The second-hand clothes business employs thousands of people in the country and supports millions by extension. Just take a walk around a market like Gikomba or any other market in the country to get a glimpse of the amount of money that circulates there, and the number of people who benefit directly and indirectly. People who are not necessarily selling clothes but are ironing, doing repairs, and some fashioning new items out of seemingly useless bits of clothing and selling them. Then you’ll see just how many families usually rely on mitumba to pay their rents and to feed their families.
But when COVID-19 came calling, mitumba was one of the many industries to take a hit as a ban on importation of these clothes was announced. One may argue that it was understandable at that time to enforce the ban because when the pandemic hit town, it was so new that nobody knew just what policies to enact to curb community spread. Other than the obvious ones of course. Not to say that it is no longer still new and not that it is fully understood yet. But at least the world is not where it was in the earlier months of the year.
Other than reporting numbers and sometimes making a mess of their own efforts to fight the pandemic Government may just have been coming from a somewhat good place when it announced the ban. Maybe. Except for the matter of Gikomba fires and other shenanigans which we shall not discuss as at now. Today we’re talking about the effects of job losses occasioned by the delay by relevant authorities to lay the framework for the reinstatement of mitumba importation. And these job losses are not starting and stopping at the market. They also include other professions like players in the transport industry, clerks and even accountants.
In hard facts, the annual expenditure among Kenyans on clothing and foot-ware is 197.5 Billion for both new and second-hand clothes. And considering the wealth distribution in the country, it is not difficult to deduce which of these between new and mitumba take the bulk of that money and empower more families.
With more knowledge of the pandemic, Government has since reconsidered and no less than the president himself directed the concerned departments to come up with protocols to reinstate this trade that is all too important to individuals, families, and Government itself. And not just important to traders by the way. Millions of Kenyans also rely on these clothes for use for themselves and their families.

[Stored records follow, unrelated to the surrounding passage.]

//! Compact token codec: HMAC-SHA256 over base64url segments.
//!
//! A token is `base64url(header) . base64url(payload) . base64url(mac)`,
//! all segments unpadded. The MAC covers the first two segments exactly as
//! they appear in the token, so verification never re-serializes the payload.

use base64::Engine;
use base64::engine::general_purpose::URL_SAFE_NO_PAD;
use chrono::{DateTime, Utc};
use hmac::{Hmac, Mac};
use sha2::Sha256;
use thiserror::Error;

use crate::SessionClaims;

type HmacSha256 = Hmac<Sha256>;

/// Fixed header segment; the codec speaks exactly one algorithm.
const HEADER: &str = r#"{"typ":"JWT","alg":"HS256"}"#;

#[derive(Debug, Error, Clone, PartialEq, Eq)]
pub enum TokenError {
    /// The string does not have the expected three-segment shape, or a
    /// segment is not decodable.
    #[error("malformed token")]
    Malformed,

    /// The supplied signature does not match the recomputed MAC.
    #[error("invalid token signature")]
    InvalidSignature,

    /// Signature is valid but `expires_at` is in the past.
    #[error("token has expired")]
    Expired,
}

/// Encodes and decodes signed claims with a server-held secret.
///
/// Pure function pair: no IO, no clock of its own (`decode` takes `now`).
pub struct TokenCodec {
    secret: Vec<u8>,
}

impl TokenCodec {
    pub fn new(secret: impl Into<Vec<u8>>) -> Self {
        Self {
            secret: secret.into(),
        }
    }

    /// Serialize and sign a claims set.
    pub fn encode(&self, claims: &SessionClaims) -> String {
        let payload =
            serde_json::to_vec(claims).expect("session claims always serialize to JSON");

        let header_b64 = URL_SAFE_NO_PAD.encode(HEADER.as_bytes());
        let payload_b64 = URL_SAFE_NO_PAD.encode(&payload);

        let mac = self.mac_over(&header_b64, &payload_b64).finalize().into_bytes();
        let signature_b64 = URL_SAFE_NO_PAD.encode(mac);

        format!("{header_b64}.{payload_b64}.{signature_b64}")
    }

    /// Verify signature and expiry, returning the embedded claims.
    ///
    /// Failure order: shape errors first, then signature (constant-time
    /// compare), then expiry. A token with a bad signature is never reported
    /// as expired.
    pub fn decode(&self, token: &str, now: DateTime<Utc>) -> Result<SessionClaims, TokenError> {
        let mut segments = token.split('.');
        let (header_b64, payload_b64, signature_b64) =
            match (segments.next(), segments.next(), segments.next(), segments.next()) {
                (Some(h), Some(p), Some(s), None) => (h, p, s),
                _ => return Err(TokenError::Malformed),
            };

        // An undecodable signature segment can never match the recomputed
        // MAC, so it is classified as a signature failure, not a shape one.
        let signature = URL_SAFE_NO_PAD
            .decode(signature_b64)
            .map_err(|_| TokenError::InvalidSignature)?;

        self.mac_over(header_b64, payload_b64)
            .verify_slice(&signature)
            .map_err(|_| TokenError::InvalidSignature)?;

        let payload = URL_SAFE_NO_PAD
            .decode(payload_b64)
            .map_err(|_| TokenError::Malformed)?;
        let claims: SessionClaims =
            serde_json::from_slice(&payload).map_err(|_| TokenError::Malformed)?;

        if claims.is_expired(now) {
            return Err(TokenError::Expired);
        }

        Ok(claims)
    }

    fn mac_over(&self, header_b64: &str, payload_b64: &str) -> HmacSha256 {
        let mut mac = HmacSha256::new_from_slice(&self.secret)
            .expect("HMAC accepts keys of any length");
        mac.update(header_b64.as_bytes());
        mac.update(b".");
        mac.update(payload_b64.as_bytes());
        mac
    }
}

#[cfg(test)]
mod tests {
    use super::*;
    use crate::Role;
    use chrono::{Duration, TimeZone};
    use plantops_core::UserId;
    use proptest::prelude::*;

    fn claims_at(issued: DateTime<Utc>) -> SessionClaims {
        SessionClaims {
            subject_id: UserId::new(42),
            email: "ops@example.com".to_string(),
            role: Role::Supervisor,
            issued_at: issued,
            expires_at: issued + Duration::days(7),
            issuer: "plantops".to_string(),
            audience: "plantops-clients".to_string(),
        }
    }

    fn now() -> DateTime<Utc> {
        Utc.with_ymd_and_hms(2025, 6, 1, 12, 0, 0).unwrap()
    }

    #[test]
    fn round_trip_preserves_claims() {
        let codec = TokenCodec::new(b"test-secret".to_vec());
        let claims = claims_at(now());

        let token = codec.encode(&claims);
        let decoded = codec.decode(&token, now()).unwrap();

        assert_eq!(decoded, claims);
    }

    #[test]
    fn wrong_segment_count_is_malformed() {
        let codec = TokenCodec::new(b"test-secret".to_vec());

        assert_eq!(codec.decode("", now()), Err(TokenError::Malformed));
        assert_eq!(codec.decode("a.b", now()), Err(TokenError::Malformed));
        assert_eq!(codec.decode("a.b.c.d", now()), Err(TokenError::Malformed));
    }

    #[test]
    fn tampered_signature_is_rejected() {
        let codec = TokenCodec::new(b"test-secret".to_vec());
        let token = codec.encode(&claims_at(now()));

        // Flip one character in every position of the signature segment.
        let dot = token.rfind('.').unwrap();
        let (head, signature) = (&token[..dot], &token[dot + 1..]);
        for i in 0..signature.len() {
            let mut sig: Vec<u8> = signature.bytes().collect();
            sig[i] = if sig[i] == b'A' { b'B' } else { b'A' };
            let tampered = format!("{}.{}", head, String::from_utf8(sig).unwrap());
            assert_eq!(
                codec.decode(&tampered, now()),
                Err(TokenError::InvalidSignature),
                "tamper at signature byte {i} must be detected"
            );
        }
    }

    #[test]
    fn tampered_payload_is_rejected() {
        let codec = TokenCodec::new(b"test-secret".to_vec());
        let token = codec.encode(&claims_at(now()));

        let mut parts: Vec<&str> = token.split('.').collect();
        let forged_payload = URL_SAFE_NO_PAD.encode(br#"{"sub":1,"email":"x","role":"admin"}"#);
        parts[1] = &forged_payload;
        let forged = parts.join(".");

        assert_eq!(codec.decode(&forged, now()), Err(TokenError::InvalidSignature));
    }

    #[test]
    fn different_secret_is_rejected() {
        let codec = TokenCodec::new(b"secret-a".to_vec());
        let other = TokenCodec::new(b"secret-b".to_vec());
        let token = codec.encode(&claims_at(now()));

        assert_eq!(other.decode(&token, now()), Err(TokenError::InvalidSignature));
    }

    #[test]
    fn expired_token_with_valid_signature_is_expired() {
        let codec = TokenCodec::new(b"test-secret".to_vec());
        let issued = now() - Duration::days(30);
        let token = codec.encode(&claims_at(issued));

        assert_eq!(codec.decode(&token, now()), Err(TokenError::Expired));
    }

    #[test]
    fn expiry_boundary_is_exclusive() {
        let codec = TokenCodec::new(b"test-secret".to_vec());
        let claims = claims_at(now());
        let token = codec.encode(&claims);

        // One second before expiry decodes; at expiry it does not.
        assert!(codec.decode(&token, claims.expires_at - Duration::seconds(1)).is_ok());
        assert_eq!(
            codec.decode(&token, claims.expires_at),
            Err(TokenError::Expired)
        );
    }

    proptest! {
        #[test]
        fn round_trip_any_subject(subject in 1i64..1_000_000, email in "[a-z]{1,12}@[a-z]{1,8}\\.com") {
            let codec = TokenCodec::new(b"prop-secret".to_vec());
            let mut claims = claims_at(now());
            claims.subject_id = UserId::new(subject);
            claims.email = email;

            let decoded = codec.decode(&codec.encode(&claims), now()).unwrap();
            prop_assert_eq!(decoded, claims);
        }

        #[test]
        fn garbage_never_panics(token in "\\PC{0,64}") {
            let codec = TokenCodec::new(b"prop-secret".to_vec());
            let _ = codec.decode(&token, now());
        }
    }
}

Not everyone can be able to walk into a shop or designer and order brand new clothing. And we all know what happened to our textiles industries so let us not even go there. In short, there is nothing to fill the gap for users of mitumba. There is also the fact that evidently, the ban has not reduced demand for these clothes.
One of the initial fears about importation of second-hand clothes was that it would ferry the virus to Kenya. But that has since been looked at and debunked. Before any clothes or shoes are shipped in, there have always hygiene procedures even before Covid. Repeated fumigation during packaging for example to protect the items from bacterial and viral contamination. Other than that, shipping bales into the country takes a minimum of 12 to 60 days depending on the country of origin. And yet one of the things that was communicated about Corona Virus is that it cannot survive on clothing for more than 12 hours. So yes, scientifically, mitumba do not bring in the virus.
With all this in mind, what are the relevant authorities doing about the presidential directive to hasten the importation of second hand clothing? There are a lot of jobs that need to be salvaged and a lot of families that need their livelihoods back.